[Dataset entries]
━━━━━━━━━━━━━━━━━━━━━━━━━━━━━━
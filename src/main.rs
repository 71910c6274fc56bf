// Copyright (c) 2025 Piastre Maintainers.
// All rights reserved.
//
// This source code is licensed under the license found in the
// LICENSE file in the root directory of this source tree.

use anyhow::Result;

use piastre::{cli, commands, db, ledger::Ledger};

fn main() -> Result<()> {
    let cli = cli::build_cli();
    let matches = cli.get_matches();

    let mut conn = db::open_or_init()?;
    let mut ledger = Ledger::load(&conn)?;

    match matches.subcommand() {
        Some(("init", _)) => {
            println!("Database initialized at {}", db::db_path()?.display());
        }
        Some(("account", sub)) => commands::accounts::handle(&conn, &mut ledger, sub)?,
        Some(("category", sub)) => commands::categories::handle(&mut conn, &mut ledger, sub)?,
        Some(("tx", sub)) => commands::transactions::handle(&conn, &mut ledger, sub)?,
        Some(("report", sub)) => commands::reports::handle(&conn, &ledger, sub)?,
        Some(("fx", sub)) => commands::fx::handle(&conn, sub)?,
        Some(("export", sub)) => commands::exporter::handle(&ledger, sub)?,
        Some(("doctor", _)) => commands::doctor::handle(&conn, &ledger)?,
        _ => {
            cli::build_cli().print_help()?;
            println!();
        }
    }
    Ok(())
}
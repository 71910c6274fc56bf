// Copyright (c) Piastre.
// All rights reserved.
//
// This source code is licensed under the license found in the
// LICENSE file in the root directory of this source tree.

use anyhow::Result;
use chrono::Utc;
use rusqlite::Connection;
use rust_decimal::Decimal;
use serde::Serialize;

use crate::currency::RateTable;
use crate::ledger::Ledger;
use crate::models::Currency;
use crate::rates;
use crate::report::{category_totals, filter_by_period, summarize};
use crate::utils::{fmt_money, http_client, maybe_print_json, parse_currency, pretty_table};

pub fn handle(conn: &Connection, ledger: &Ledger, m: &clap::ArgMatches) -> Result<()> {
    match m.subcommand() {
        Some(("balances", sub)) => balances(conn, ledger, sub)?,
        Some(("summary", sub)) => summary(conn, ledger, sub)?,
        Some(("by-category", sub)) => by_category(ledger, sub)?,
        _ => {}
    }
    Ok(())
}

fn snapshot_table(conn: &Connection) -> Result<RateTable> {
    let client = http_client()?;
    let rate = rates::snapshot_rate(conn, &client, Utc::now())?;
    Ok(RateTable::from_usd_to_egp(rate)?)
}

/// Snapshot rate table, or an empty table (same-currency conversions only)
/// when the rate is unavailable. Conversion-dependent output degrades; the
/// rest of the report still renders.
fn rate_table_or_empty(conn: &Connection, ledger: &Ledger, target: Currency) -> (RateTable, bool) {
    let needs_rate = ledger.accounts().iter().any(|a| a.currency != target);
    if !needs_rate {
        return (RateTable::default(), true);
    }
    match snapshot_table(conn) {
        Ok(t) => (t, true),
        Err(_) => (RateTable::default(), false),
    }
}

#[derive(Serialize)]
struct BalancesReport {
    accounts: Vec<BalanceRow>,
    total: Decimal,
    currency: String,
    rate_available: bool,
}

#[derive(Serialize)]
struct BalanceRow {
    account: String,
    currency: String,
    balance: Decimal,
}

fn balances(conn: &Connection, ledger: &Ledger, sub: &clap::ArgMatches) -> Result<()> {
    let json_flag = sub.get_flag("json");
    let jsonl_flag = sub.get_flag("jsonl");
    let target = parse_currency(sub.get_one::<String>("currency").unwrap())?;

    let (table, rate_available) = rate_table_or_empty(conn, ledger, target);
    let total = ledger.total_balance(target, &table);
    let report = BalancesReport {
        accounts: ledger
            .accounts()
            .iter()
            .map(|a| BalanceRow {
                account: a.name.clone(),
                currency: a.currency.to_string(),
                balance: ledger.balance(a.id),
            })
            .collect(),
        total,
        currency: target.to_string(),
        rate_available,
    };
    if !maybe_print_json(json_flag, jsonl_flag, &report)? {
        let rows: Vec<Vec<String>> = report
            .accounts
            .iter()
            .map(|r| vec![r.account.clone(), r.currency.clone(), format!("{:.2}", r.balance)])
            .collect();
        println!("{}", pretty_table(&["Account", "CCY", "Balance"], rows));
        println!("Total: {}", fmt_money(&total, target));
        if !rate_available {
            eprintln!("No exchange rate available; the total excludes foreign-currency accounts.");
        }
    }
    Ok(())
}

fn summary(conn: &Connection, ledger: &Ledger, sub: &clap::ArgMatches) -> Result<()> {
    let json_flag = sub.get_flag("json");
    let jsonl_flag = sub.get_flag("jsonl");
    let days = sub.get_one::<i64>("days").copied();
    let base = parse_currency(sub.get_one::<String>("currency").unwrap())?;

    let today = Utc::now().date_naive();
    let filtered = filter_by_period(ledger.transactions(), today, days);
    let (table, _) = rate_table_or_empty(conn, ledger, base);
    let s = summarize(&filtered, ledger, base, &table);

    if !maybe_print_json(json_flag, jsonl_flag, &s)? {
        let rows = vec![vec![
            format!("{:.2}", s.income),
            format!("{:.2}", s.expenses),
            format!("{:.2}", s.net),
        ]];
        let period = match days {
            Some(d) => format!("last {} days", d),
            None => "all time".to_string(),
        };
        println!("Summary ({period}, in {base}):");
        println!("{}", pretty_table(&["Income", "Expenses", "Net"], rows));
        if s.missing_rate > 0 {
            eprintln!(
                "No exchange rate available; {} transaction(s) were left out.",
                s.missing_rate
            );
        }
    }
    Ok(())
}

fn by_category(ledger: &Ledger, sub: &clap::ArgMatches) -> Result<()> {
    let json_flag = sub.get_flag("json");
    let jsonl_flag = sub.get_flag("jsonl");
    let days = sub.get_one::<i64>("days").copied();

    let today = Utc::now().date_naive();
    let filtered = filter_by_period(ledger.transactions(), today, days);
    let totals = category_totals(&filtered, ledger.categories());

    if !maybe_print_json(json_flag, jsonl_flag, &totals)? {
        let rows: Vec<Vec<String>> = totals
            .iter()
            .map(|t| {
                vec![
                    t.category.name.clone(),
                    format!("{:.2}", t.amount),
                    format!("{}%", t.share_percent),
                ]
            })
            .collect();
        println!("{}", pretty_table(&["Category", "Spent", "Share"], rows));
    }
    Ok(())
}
━━━━━━━━━━━━━━━━━━━━━━━━━━━━━━
ABOUT THIS TASK →
Copy the entries exactly, leaving no line out.

WRITTEN RESPONSE →
filename src/main.rs
repository 71910c6274fc56bf
// Copyright (c) 2025 Piastre Maintainers.
// All rights reserved.
//
// This source code is licensed under the license found in the
// LICENSE file in the root directory of this source tree.

use anyhow::Result;

use piastre::{cli, commands, db, ledger::Ledger};

fn main() -> Result<()> {
    let cli = cli::build_cli();
    let matches = cli.get_matches();

    let mut conn = db::open_or_init()?;
    let mut ledger = Ledger::load(&conn)?;

    match matches.subcommand() {
        Some(("init", _)) => {
            println!("Database initialized at {}", db::db_path()?.display());
        }
        Some(("account", sub)) => commands::accounts::handle(&conn, &mut ledger, sub)?,
        Some(("category", sub)) => commands::categories::handle(&mut conn, &mut ledger, sub)?,
        Some(("tx", sub)) => commands::transactions::handle(&conn, &mut ledger, sub)?,
        Some(("report", sub)) => commands::reports::handle(&conn, &ledger, sub)?,
        Some(("fx", sub)) => commands::fx::handle(&conn, sub)?,
        Some(("export", sub)) => commands::exporter::handle(&ledger, sub)?,
        Some(("doctor", _)) => commands::doctor::handle(&conn, &ledger)?,
        _ => {
            cli::build_cli().print_help()?;
            println!();
        }
    }
    Ok(())
}
repository 71910c6274fc56bf
// Copyright (c) Piastre.
// All rights reserved.
//
// This source code is licensed under the license found in the
// LICENSE file in the root directory of this source tree.

use anyhow::Result;
use chrono::Utc;
use rusqlite::Connection;
use rust_decimal::Decimal;
use serde::Serialize;

use crate::currency::RateTable;
use crate::ledger::Ledger;
use crate::models::Currency;
use crate::rates;
use crate::report::{category_totals, filter_by_period, summarize};
use crate::utils::{fmt_money, http_client, maybe_print_json, parse_currency, pretty_table};

pub fn handle(conn: &Connection, ledger: &Ledger, m: &clap::ArgMatches) -> Result<()> {
    match m.subcommand() {
        Some(("balances", sub)) => balances(conn, ledger, sub)?,
        Some(("summary", sub)) => summary(conn, ledger, sub)?,
        Some(("by-category", sub)) => by_category(ledger, sub)?,
        _ => {}
    }
    Ok(())
}

fn snapshot_table(conn: &Connection) -> Result<RateTable> {
    let client = http_client()?;
    let rate = rates::snapshot_rate(conn, &client, Utc::now())?;
    Ok(RateTable::from_usd_to_egp(rate)?)
}

/// Snapshot rate table, or an empty table (same-currency conversions only)
/// when the rate is unavailable. Conversion-dependent output degrades; the
/// rest of the report still renders.
fn rate_table_or_empty(conn: &Connection, ledger: &Ledger, target: Currency) -> (RateTable, bool) {
    let needs_rate = ledger.accounts().iter().any(|a| a.currency != target);
    if !needs_rate {
        return (RateTable::default(), true);
    }
    match snapshot_table(conn) {
        Ok(t) => (t, true),
        Err(_) => (RateTable::default(), false),
    }
}

#[derive(Serialize)]
struct BalancesReport {
    accounts: Vec<BalanceRow>,
    total: Decimal,
    currency: String,
    rate_available: bool,
}

#[derive(Serialize)]
struct BalanceRow {
    account: String,
    currency: String,
    balance: Decimal,
}

fn balances(conn: &Connection, ledger: &Ledger, sub: &clap::ArgMatches) -> Result<()> {
    let json_flag = sub.get_flag("json");
    let jsonl_flag = sub.get_flag("jsonl");
    let target = parse_currency(sub.get_one::<String>("currency").unwrap())?;

    let (table, rate_available) = rate_table_or_empty(conn, ledger, target);
    let total = ledger.total_balance(target, &table);
    let report = BalancesReport {
        accounts: ledger
            .accounts()
            .iter()
            .map(|a| BalanceRow {
                account: a.name.clone(),
                currency: a.currency.to_string(),
                balance: ledger.balance(a.id),
            })
            .collect(),
        total,
        currency: target.to_string(),
        rate_available,
    };
    if !maybe_print_json(json_flag, jsonl_flag, &report)? {
        let rows: Vec<Vec<String>> = report
            .accounts
            .iter()
            .map(|r| vec![r.account.clone(), r.currency.clone(), format!("{:.2}", r.balance)])
            .collect();
        println!("{}", pretty_table(&["Account", "CCY", "Balance"], rows));
        println!("Total: {}", fmt_money(&total, target));
        if !rate_available {
            eprintln!("No exchange rate available; the total excludes foreign-currency accounts.");
        }
    }
    Ok(())
}

fn summary(conn: &Connection, ledger: &Ledger, sub: &clap::ArgMatches) -> Result<()> {
    let json_flag = sub.get_flag("json");
    let jsonl_flag = sub.get_flag("jsonl");
    let days = sub.get_one::<i64>("days").copied();
    let base = parse_currency(sub.get_one::<String>("currency").unwrap())?;

    let today = Utc::now().date_naive();
    let filtered = filter_by_period(ledger.transactions(), today, days);
    let (table, _) = rate_table_or_empty(conn, ledger, base);
    let s = summarize(&filtered, ledger, base, &table);

    if !maybe_print_json(json_flag, jsonl_flag, &s)? {
        let rows = vec![vec![
            format!("{:.2}", s.income),
            format!("{:.2}", s.expenses),
            format!("{:.2}", s.net),
        ]];
        let period = match days {
            Some(d) => format!("last {} days", d),
            None => "all time".to_string(),
        };
        println!("Summary ({period}, in {base}):");
        println!("{}", pretty_table(&["Income", "Expenses", "Net"], rows));
        if s.missing_rate > 0 {
            eprintln!(
                "No exchange rate available; {} transaction(s) were left out.",
                s.missing_rate
            );
        }
    }
    Ok(())
}

fn by_category(ledger: &Ledger, sub: &clap::ArgMatches) -> Result<()> {
    let json_flag = sub.get_flag("json");
    let jsonl_flag = sub.get_flag("jsonl");
    let days = sub.get_one::<i64>("days").copied();

    let today = Utc::now().date_naive();
    let filtered = filter_by_period(ledger.transactions(), today, days);
    let totals = category_totals(&filtered, ledger.categories());

    if !maybe_print_json(json_flag, jsonl_flag, &totals)? {
        let rows: Vec<Vec<String>> = totals
            .iter()
            .map(|t| {
                vec![
                    t.category.name.clone(),
                    format!("{:.2}", t.amount),
                    format!("{}%", t.share_percent),
                ]
            })
            .collect();
        println!("{}", pretty_table(&["Category", "Spent", "Share"], rows));
    }
    Ok(())
}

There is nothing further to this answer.